Il filone nuragico è inesauribile. Nell'Oristanese, sull'altopiano di Abbasanta, il Nuraghe Losa è uno dei più imponenti dell'isola: un mastio di basalto nero coperto di licheni, con corridoi e camere a tholos perfettamente conservate. Poco distante, a Paulilatino, il Pozzo Sacro di Santa Cristina è il capolavoro idraulico della civiltà nuragica: una scala che scende sottoterra fino all'acqua, con conci tagliati a incastro con una precisione che ancora oggi lascia senza parole.

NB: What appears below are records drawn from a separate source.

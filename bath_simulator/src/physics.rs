// bath_simulator/src/physics.rs - Lumped thermal model of the bath and its element
use bath_rs::TuningParameters;
use bath_rs::control::thermal;
use bath_rs::protocol::TemperatureReading;
use rand::rngs::StdRng;
use rand::{Rng, SeedableRng};

/// Integration step for [`BathPhysics::advance`], seconds.
const SUBSTEP: f64 = 0.1;

/// Remainders below this are float residue, not element time.
const EPSILON: f64 = 1e-9;

/// Default convective loss to the room, W/°C.
pub const DEFAULT_LOSS_COEFFICIENT: f64 = 0.5;

#[derive(Debug, Clone)]
pub struct BathPhysics {
    pub bath_c: f64,
    pub ambient_c: f64,
    /// Joules to raise the whole bath by 1 °C.
    pub thermal_mass: f64,
    pub element_watts: f64,
    pub loss_coefficient: f64,
    pub emissivity: f64,
    pub area: f64,
    /// Peak-to-peak sensor noise, °C.
    pub sensor_noise: f64,
    /// Element time left from the last command, seconds.
    element_remaining: f64,
    elapsed: f64,
    energy_delivered: f64,
    rng: StdRng,
}

impl BathPhysics {
    pub fn new(tuning: &TuningParameters, ambient_c: f64, seed: u64) -> Self {
        Self {
            bath_c: ambient_c,
            ambient_c,
            thermal_mass: tuning.mass * 1000.0 * tuning.heat_capacity * thermal::CALORIES_TO_JOULES,
            element_watts: thermal::power_watts(tuning.resistance, tuning.voltage),
            loss_coefficient: DEFAULT_LOSS_COEFFICIENT,
            emissivity: tuning.emissivity,
            area: tuning.area,
            sensor_noise: 0.0,
            element_remaining: 0.0,
            elapsed: 0.0,
            energy_delivered: 0.0,
            rng: StdRng::seed_from_u64(seed),
        }
    }

    pub fn with_sensor_noise(mut self, noise_c: f64) -> Self {
        self.sensor_noise = noise_c;
        self
    }

    pub fn with_loss_coefficient(mut self, watts_per_c: f64) -> Self {
        self.loss_coefficient = watts_per_c;
        self
    }

    /// Switches the element on for `seconds`, replacing whatever was left of the
    /// previous command.
    pub fn energize(&mut self, seconds: f64) {
        self.element_remaining = seconds.max(0.0);
    }

    /// Switches the element off immediately.
    pub fn cut_element(&mut self) {
        self.element_remaining = 0.0;
    }

    pub fn element_on(&self) -> bool {
        self.element_remaining > 0.0
    }

    pub fn element_remaining(&self) -> f64 {
        self.element_remaining
    }

    /// Simulated seconds since creation.
    pub fn elapsed(&self) -> f64 {
        self.elapsed
    }

    /// Joules the element has put in so far.
    pub fn energy_delivered(&self) -> f64 {
        self.energy_delivered
    }

    /// Integrates element heating and losses over `dt` seconds.
    pub fn advance(&mut self, dt: f64) {
        let mut left = dt.max(0.0);
        while left > EPSILON {
            let step = left.min(SUBSTEP);
            let on = self.element_remaining.min(step);
            self.element_remaining -= on;
            if self.element_remaining < EPSILON {
                self.element_remaining = 0.0;
            }

            let energy_in = self.element_watts * on;
            let convective = self.loss_coefficient * (self.bath_c - self.ambient_c) * step;
            let radiative =
                thermal::radiative_loss_watts(self.emissivity, self.area, self.bath_c, self.ambient_c) * step;

            self.bath_c += (energy_in - convective - radiative) / self.thermal_mass;
            self.energy_delivered += energy_in;
            self.elapsed += step;
            left -= step;
        }
    }

    /// What the board's sensors would report right now.
    pub fn measure(&mut self) -> TemperatureReading {
        let bath_noise = self.noise();
        let env_noise = self.noise();
        TemperatureReading {
            environment: self.ambient_c + env_noise,
            bath: self.bath_c + bath_noise,
        }
    }

    fn noise(&mut self) -> f64 {
        if self.sensor_noise == 0.0 {
            return 0.0;
        }
        self.sensor_noise * (self.rng.random::<f64>() - 0.5)
    }
}

#[cfg(test)]
mod tests {
    use super::*;

    fn lossless() -> BathPhysics {
        let tuning = TuningParameters {
            mass: 0.5,
            emissivity: 0.0,
            ..Default::default()
        };
        BathPhysics::new(&tuning, 20.0, 7).with_loss_coefficient(0.0)
    }

    #[test]
    fn test_element_energy_raises_bath() {
        let mut bath = lossless();
        bath.energize(10.0);
        bath.advance(10.0);
        // 576 J into 2092 J/°C
        assert!((bath.bath_c - 20.0 - 576.0 / 2092.0).abs() < 1e-6);
        assert!((bath.energy_delivered() - 576.0).abs() < 1e-6);
        assert!(!bath.element_on());
    }

    #[test]
    fn test_short_command_only_heats_for_its_duration() {
        let mut bath = lossless();
        bath.energize(2.0);
        bath.advance(10.0);
        assert!((bath.energy_delivered() - 2.0 * 57.6).abs() < 1e-6);
        assert!((bath.elapsed() - 10.0).abs() < 1e-6);
    }

    #[test]
    fn test_new_command_replaces_remaining_time() {
        let mut bath = lossless();
        bath.energize(8.0);
        bath.advance(1.0);
        bath.energize(3.0);
        assert!((bath.element_remaining() - 3.0).abs() < 1e-9);
        bath.cut_element();
        assert!(!bath.element_on());
    }

    #[test]
    fn test_hot_bath_cools_toward_ambient() {
        let tuning = TuningParameters {
            mass: 0.5,
            ..Default::default()
        };
        let mut bath = BathPhysics::new(&tuning, 20.0, 7);
        bath.bath_c = 60.0;
        bath.advance(600.0);
        assert!(bath.bath_c < 60.0);
        assert!(bath.bath_c > 20.0);
    }

    #[test]
    fn test_noise_stays_within_band() {
        let mut bath = lossless().with_sensor_noise(0.2);
        for _ in 0..100 {
            let reading = bath.measure();
            assert!((reading.bath - 20.0).abs() <= 0.1);
            assert!((reading.environment - 20.0).abs() <= 0.1);
        }
    }

    #[test]
    fn test_noiseless_measurement_is_exact() {
        let mut bath = lossless();
        assert_eq!(
            bath.measure(),
            TemperatureReading {
                environment: 20.0,
                bath: 20.0
            }
        );
    }
}
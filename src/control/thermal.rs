// src/control/thermal.rs - Energy balance of the bath and heating element

/// Stefan-Boltzmann constant, W·m⁻²·K⁻⁴.
pub const STEFAN_BOLTZMANN: f64 = 5.670373e-8;

/// Calories per joule divisor used by the stored-energy formula.
pub const CALORIES_TO_JOULES: f64 = 4.184;

const CELSIUS_TO_KELVIN: f64 = 273.15;

/// Element power from its resistance and supply voltage (V²/R).
pub fn power_watts(resistance_ohms: f64, voltage: f64) -> f64 {
    voltage.powi(2) / resistance_ohms
}

/// Seconds the element must be on to deliver `energy_joules`.
pub fn on_time_seconds(energy_joules: f64, power_watts: f64) -> f64 {
    energy_joules / power_watts
}

/// Energy held by the bath above ambient.
///
/// `specific_heat` is in cal·g⁻¹·°C⁻¹ and mass in kilograms. The calorie figure is
/// divided by 4.184, not multiplied; tuned gains assume this scale.
pub fn stored_energy_joules(t_object: f64, t_ambient: f64, mass_kg: f64, specific_heat: f64) -> f64 {
    specific_heat * (mass_kg * 1000.0) * (t_object - t_ambient) / CALORIES_TO_JOULES
}

/// Power radiated by a grey body at `t_object_c` into surroundings at `t_ambient_c`.
pub fn radiative_loss_watts(emissivity: f64, area_m2: f64, t_object_c: f64, t_ambient_c: f64) -> f64 {
    let t_object = t_object_c + CELSIUS_TO_KELVIN;
    let t_ambient = t_ambient_c + CELSIUS_TO_KELVIN;
    emissivity * STEFAN_BOLTZMANN * area_m2 * (t_object.powi(4) - t_ambient.powi(4))
}
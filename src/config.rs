//! # Bath Controller Configuration
//!
//! Serial connection, physical tuning of the bath, and control-loop timing.
//!
//! ## Example: TOML Configuration
//!
//! ```toml
//! [connection]
//! port = "/dev/ttyUSB1"
//! baud = 115200
//!
//! [tuning]
//! heat_capacity = 1.0
//! mass = 0.5
//! emissivity = 0.95
//! area = 0.05
//! resistance = 10.0
//! voltage = 24.0
//! p = 1.0
//! i = 0.0
//! d = 0.0
//!
//! [control]
//! target = 60.0
//! ```
//!
//! Every `[control]` key and the `[connection]` timing keys have defaults.

// src/config.rs - Single configuration file
use serde::{Deserialize, Serialize};
use std::time::Duration;
use thiserror::Error;

#[derive(Debug, Error)]
pub enum ConfigError {
    #[error("IO error: {0}")]
    Io(#[from] std::io::Error),
    #[error("TOML parse error: {0}")]
    Toml(#[from] toml::de::Error),
    #[error("Invalid configuration: {0}")]
    Invalid(String),
}

#[derive(Debug, Clone, Default, Deserialize, Serialize)]
pub struct Config {
    #[serde(default)]
    pub connection: ConnectionConfig,
    #[serde(default)]
    pub tuning: TuningParameters,
    #[serde(default)]
    pub control: ControlConfig,
}

/// Serial link to the controller board.
#[derive(Debug, Clone, Deserialize, Serialize)]
pub struct ConnectionConfig {
    #[serde(default)]
    pub port: String,
    #[serde(default = "default_baud")]
    pub baud: u32,
    /// Upper bound on any single wait for a device reply.
    #[serde(default = "default_read_timeout_ms")]
    pub read_timeout_ms: u64,
    /// Pause after opening the port while the board resets.
    #[serde(default = "default_settle_delay_ms")]
    pub settle_delay_ms: u64,
}

impl Default for ConnectionConfig {
    fn default() -> Self {
        Self {
            port: "".to_string(),
            baud: default_baud(),
            read_timeout_ms: default_read_timeout_ms(),
            settle_delay_ms: default_settle_delay_ms(),
        }
    }
}

impl ConnectionConfig {
    pub fn read_timeout(&self) -> Duration {
        Duration::from_millis(self.read_timeout_ms)
    }

    pub fn settle_delay(&self) -> Duration {
        Duration::from_millis(self.settle_delay_ms)
    }
}

/// Physical description of the bath plus raw PID gains.
///
/// Read fresh every control cycle, so edits between cycles take effect immediately.
#[derive(Debug, Clone, Copy, PartialEq, Deserialize, Serialize)]
pub struct TuningParameters {
    /// Specific heat of the medium, cal·g⁻¹·°C⁻¹.
    pub heat_capacity: f64,
    /// Medium mass, kg.
    pub mass: f64,
    pub emissivity: f64,
    /// Radiating surface, m².
    pub area: f64,
    /// Element resistance, Ω.
    pub resistance: f64,
    /// Element supply voltage, V.
    pub voltage: f64,
    /// Raw gains as entered; the gain schedule scales them before use.
    pub p: f64,
    pub i: f64,
    pub d: f64,
}

impl Default for TuningParameters {
    fn default() -> Self {
        Self {
            heat_capacity: 1.0,
            mass: 1.0,
            emissivity: 0.95,
            area: 0.05,
            resistance: 10.0,
            voltage: 24.0,
            p: 1.0,
            i: 0.0,
            d: 0.0,
        }
    }
}

impl TuningParameters {
    pub fn validate(&self) -> Result<(), String> {
        let all = [
            ("heat_capacity", self.heat_capacity),
            ("mass", self.mass),
            ("emissivity", self.emissivity),
            ("area", self.area),
            ("resistance", self.resistance),
            ("voltage", self.voltage),
            ("p", self.p),
            ("i", self.i),
            ("d", self.d),
        ];
        for (name, value) in all {
            if !value.is_finite() {
                return Err(format!("Tuning '{}' must be a finite number (got {})", name, value));
            }
        }
        let positive = [
            ("heat_capacity", self.heat_capacity),
            ("mass", self.mass),
            ("resistance", self.resistance),
            ("voltage", self.voltage),
        ];
        for (name, value) in positive {
            if !(value > 0.0) {
                return Err(format!("Tuning '{}' must be > 0 (got {})", name, value));
            }
        }
        if !(0.0..=1.0).contains(&self.emissivity) {
            return Err(format!("Tuning 'emissivity' must be between 0 and 1 (got {})", self.emissivity));
        }
        if self.area < 0.0 {
            return Err(format!("Tuning 'area' must be >= 0 (got {})", self.area));
        }
        Ok(())
    }
}

/// Control loop timing and policy selection.
#[derive(Debug, Clone, Deserialize, Serialize)]
pub struct ControlConfig {
    /// Wall-clock seconds between control decisions while heating.
    #[serde(default = "default_cycle_period_secs")]
    pub cycle_period_secs: f64,
    /// Seconds between temperature polls while idle.
    #[serde(default = "default_idle_poll_secs")]
    pub idle_poll_secs: f64,
    /// Longest element on-time ever commanded.
    #[serde(default = "default_max_on_time_ms")]
    pub max_on_time_ms: u32,
    /// Raw P/I/D are divided by this before reaching the PID.
    #[serde(default = "default_gain_divisor")]
    pub gain_divisor: f64,
    /// Add radiated power to the deficit each cycle.
    #[serde(default)]
    pub radiative_compensation: bool,
    /// Heat toward this temperature as soon as the loop starts.
    #[serde(default)]
    pub target: Option<f64>,
}

impl Default for ControlConfig {
    fn default() -> Self {
        Self {
            cycle_period_secs: default_cycle_period_secs(),
            idle_poll_secs: default_idle_poll_secs(),
            max_on_time_ms: default_max_on_time_ms(),
            gain_divisor: default_gain_divisor(),
            radiative_compensation: false,
            target: None,
        }
    }
}

impl ControlConfig {
    pub fn cycle_period(&self) -> Duration {
        Duration::from_secs_f64(self.cycle_period_secs)
    }

    pub fn idle_poll(&self) -> Duration {
        Duration::from_secs_f64(self.idle_poll_secs)
    }

    pub fn validate(&self) -> Result<(), String> {
        if !(self.cycle_period_secs > 0.0) {
            return Err("Control 'cycle_period_secs' must be > 0".to_string());
        }
        if !(self.idle_poll_secs > 0.0) {
            return Err("Control 'idle_poll_secs' must be > 0".to_string());
        }
        if !(self.gain_divisor > 0.0) {
            return Err("Control 'gain_divisor' must be > 0".to_string());
        }
        if self.max_on_time_ms == 0 {
            return Err("Control 'max_on_time_ms' must be > 0".to_string());
        }
        Ok(())
    }
}

impl Config {
    pub fn validate(&self) -> Result<(), ConfigError> {
        self.tuning.validate().map_err(ConfigError::Invalid)?;
        self.control.validate().map_err(ConfigError::Invalid)?;
        Ok(())
    }
}

fn default_baud() -> u32 { 115200 }
fn default_read_timeout_ms() -> u64 { 5000 }
fn default_settle_delay_ms() -> u64 { 3000 }
fn default_cycle_period_secs() -> f64 { 10.0 }
fn default_idle_poll_secs() -> f64 { 5.0 }
fn default_max_on_time_ms() -> u32 { 10000 }
fn default_gain_divisor() -> f64 { 1000.0 }

pub fn load_config(path: &str) -> Result<Config, ConfigError> {
    let config: Config = match std::fs::read_to_string(path) {
        Ok(contents) => match toml::from_str(&contents) {
            Ok(config) => config,
            Err(e) => {
                tracing::error!("Failed to parse config TOML: {}", e);
                return Err(ConfigError::Toml(e));
            }
        },
        Err(e) => {
            tracing::error!("Failed to read config file '{}': {}", path, e);
            return Err(ConfigError::Io(e));
        }
    };
    config.validate()?;
    Ok(config)
}

#[cfg(test)]
mod tests {
    use super::*;

    #[test]
    fn test_defaults_match_reference_timing() {
        let config: Config = toml::from_str("").unwrap();
        assert_eq!(config.connection.baud, 115200);
        assert_eq!(config.connection.read_timeout(), Duration::from_secs(5));
        assert_eq!(config.control.cycle_period(), Duration::from_secs(10));
        assert_eq!(config.control.idle_poll(), Duration::from_secs(5));
        assert_eq!(config.control.max_on_time_ms, 10000);
        assert!(!config.control.radiative_compensation);
        assert!(config.validate().is_ok());
    }

    #[test]
    fn test_tuning_section_parses() {
        let toml_str = r#"
            [connection]
            port = "/dev/ttyUSB1"

            [tuning]
            heat_capacity = 1.0
            mass = 0.5
            emissivity = 0.9
            area = 0.02
            resistance = 10.0
            voltage = 24.0
            p = 2.0
            i = 0.5
            d = 0.1
        "#;
        let config: Config = toml::from_str(toml_str).unwrap();
        assert_eq!(config.connection.port, "/dev/ttyUSB1");
        assert_eq!(config.tuning.mass, 0.5);
        assert_eq!(config.tuning.d, 0.1);
        assert!(config.validate().is_ok());
    }

    #[test]
    fn test_rejects_non_physical_tuning() {
        let mut config = Config::default();
        config.tuning.resistance = 0.0;
        assert!(matches!(config.validate(), Err(ConfigError::Invalid(_))));

        let mut config = Config::default();
        config.tuning.emissivity = 1.5;
        assert!(config.validate().is_err());

        let mut config = Config::default();
        config.tuning.mass = f64::NAN;
        assert!(config.validate().is_err());

        let mut config = Config::default();
        config.tuning.voltage = f64::INFINITY;
        assert!(config.validate().is_err());

        let mut config = Config::default();
        config.tuning.i = f64::NAN;
        assert!(config.validate().is_err());
    }

    #[test]
    fn test_rejects_bad_control_timing() {
        let mut config = Config::default();
        config.control.cycle_period_secs = 0.0;
        assert!(config.validate().is_err());

        let mut config = Config::default();
        config.control.gain_divisor = -1.0;
        assert!(config.validate().is_err());
    }
}
// src/control/policy.rs - Pluggable gain scheduling and loss compensation
use super::pid::PidGains;
use super::thermal;
use crate::config::TuningParameters;

/// Maps the operator's raw gains to the gains the PID runs with this cycle.
pub trait GainSchedule: Send + Sync {
    fn name(&self) -> &'static str;

    /// `deficit` is this cycle's energy deficit, `initial_deficit` the one seen on the
    /// first cycle of the heating session.
    fn gains(&self, tuning: &TuningParameters, deficit: f64, initial_deficit: f64) -> PidGains;
}

/// One set of gains for the whole session: raw values over a fixed divisor.
#[derive(Debug, Clone, Copy)]
pub struct SingleStage {
    pub divisor: f64,
}

impl SingleStage {
    pub fn new(divisor: f64) -> Self {
        Self { divisor }
    }
}

impl GainSchedule for SingleStage {
    fn name(&self) -> &'static str {
        "single stage"
    }

    fn gains(&self, tuning: &TuningParameters, _deficit: f64, _initial_deficit: f64) -> PidGains {
        PidGains {
            kp: tuning.p / self.divisor,
            ki: tuning.i / self.divisor,
            kd: tuning.d / self.divisor,
        }
    }
}

/// Energy, in joules, the bath is expected to lose before the next decision.
pub trait LossModel: Send + Sync {
    fn name(&self) -> &'static str;

    fn expected_loss(&self, tuning: &TuningParameters, bath_c: f64, ambient_c: f64) -> f64;
}

/// Ignores losses; the deficit is just desired minus stored energy.
#[derive(Debug, Clone, Copy, Default)]
pub struct NoLoss;

impl LossModel for NoLoss {
    fn name(&self) -> &'static str {
        "none"
    }

    fn expected_loss(&self, _tuning: &TuningParameters, _bath_c: f64, _ambient_c: f64) -> f64 {
        0.0
    }
}

/// Adds one second's worth of radiated power at the measured bath temperature.
#[derive(Debug, Clone, Copy, Default)]
pub struct RadiativeLoss;

impl LossModel for RadiativeLoss {
    fn name(&self) -> &'static str {
        "radiative"
    }

    fn expected_loss(&self, tuning: &TuningParameters, bath_c: f64, ambient_c: f64) -> f64 {
        thermal::radiative_loss_watts(tuning.emissivity, tuning.area, bath_c, ambient_c)
    }
}
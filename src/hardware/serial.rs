// src/hardware/serial.rs - serial2-tokio backed device link
use super::{DeviceLink, LinkError, READ_CHUNK, RxBuffer};
use async_trait::async_trait;
use serial2_tokio::SerialPort;
use std::time::Duration;
use tokio::time::{Instant, timeout_at};

/// Device link over a real serial port.
pub struct SerialLink {
    port: SerialPort,
    port_name: String,
    rx: RxBuffer,
}

impl SerialLink {
    /// Open `port_name` at `baud`. Must be called from inside a tokio runtime.
    pub fn open(port_name: &str, baud: u32) -> Result<Self, LinkError> {
        tracing::info!("Opening {} at {} baud", port_name, baud);
        let port = SerialPort::open(port_name, baud).map_err(|source| LinkError::Open {
            port: port_name.to_string(),
            source,
        })?;
        Ok(Self {
            port,
            port_name: port_name.to_string(),
            rx: RxBuffer::default(),
        })
    }

    pub fn port_name(&self) -> &str {
        &self.port_name
    }

    /// Serial ports the OS currently reports.
    pub fn available_ports() -> Vec<String> {
        match SerialPort::available_ports() {
            Ok(paths) => paths.iter().map(|p| p.display().to_string()).collect(),
            Err(e) => {
                tracing::warn!("Could not enumerate serial ports: {}", e);
                vec![]
            }
        }
    }

    async fn fill(&mut self) -> Result<usize, LinkError> {
        let mut chunk = [0u8; READ_CHUNK];
        let n = self.port.read(&mut chunk).await?;
        if n == 0 {
            return Err(LinkError::Closed);
        }
        tracing::trace!("Serial RX {} bytes", n);
        self.rx.extend(&chunk[..n]);
        Ok(n)
    }
}

#[async_trait]
impl DeviceLink for SerialLink {
    async fn flush(&mut self) -> Result<(), LinkError> {
        let dropped = self.rx.clear();
        if dropped > 0 {
            tracing::debug!("Discarded {} stale bytes from {}", dropped, self.port_name);
        }
        self.port.discard_buffers()?;
        Ok(())
    }

    async fn write(&mut self, bytes: &[u8]) -> Result<(), LinkError> {
        tracing::debug!("Serial TX {:02X?}", bytes);
        self.port.write_all(bytes).await?;
        Ok(())
    }

    async fn read_exact(&mut self, n: usize, timeout: Duration) -> Result<Vec<u8>, LinkError> {
        let deadline = Instant::now() + timeout;
        while self.rx.len() < n {
            let filled = timeout_at(deadline, self.fill()).await;
            match filled {
                Ok(result) => {
                    result?;
                }
                Err(_) => {
                    return Err(LinkError::Timeout {
                        expected: n,
                        received: self.rx.len(),
                        waited: timeout,
                    });
                }
            }
        }
        Ok(self.rx.take(n))
    }

    async fn has_data(&mut self) -> Result<bool, LinkError> {
        if !self.rx.is_empty() {
            return Ok(true);
        }
        let polled = tokio::time::timeout(Duration::ZERO, self.fill()).await;
        match polled {
            Ok(result) => result.map(|n| n > 0),
            Err(_) => Ok(false),
        }
    }
}

impl std::fmt::Debug for SerialLink {
    fn fmt(&self, f: &mut std::fmt::Formatter<'_>) -> std::fmt::Result {
        f.debug_struct("SerialLink")
            .field("port_name", &self.port_name)
            .field("buffered", &self.rx.len())
            .finish()
    }
}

Per la grande archeologia c'è ovviamente anche Barumini con il Su Nuraxi, sito UNESCO, che merita comunque una visita nei dintorni della Giara di Gesturi e dei suoi cavallini selvatici.
Anche il romanico fiorì lontano dalle città. In aperta campagna, nel Logudoro, la cattedrale di Saccargia si alza a strisce bianche e nere di basalto e calcare, isolata tra i campi, con un ciclo di affreschi nell'abside. Sullo stesso altopiano, San Pietro di Sorres ripete il gioco bicromo della pietra in un'abbazia ancora abitata dai monaci benedettini: due chiese che da sole valgono un itinerario nel nord dell'isola.
Infine, dove l'interno torna a sfiorare il mare ma resta vuoto di folla, c'è Tharros, la città fenicio-romana sulla penisola del Sinis: colonne, terme e strade lastricate a picco sull'acqua, in una zona dove le spiagge di quarzo bianco di Is Arutas restano molto più tranquille di quelle del nord-est.
Un consiglio pratico: per l'entroterra evita il pieno dell'estate e punta su maggio-giugno o su settembre-ottobre, quando in Barbagia si tiene "Autunno in Barbagia" e i paesi aprono le corti con artigianato e cucina. Con un'auto e qualche giorno in più, la Sardegna fuori dai circuiti ti restituisce un'isola intera che la maggior parte dei turisti non vede mai.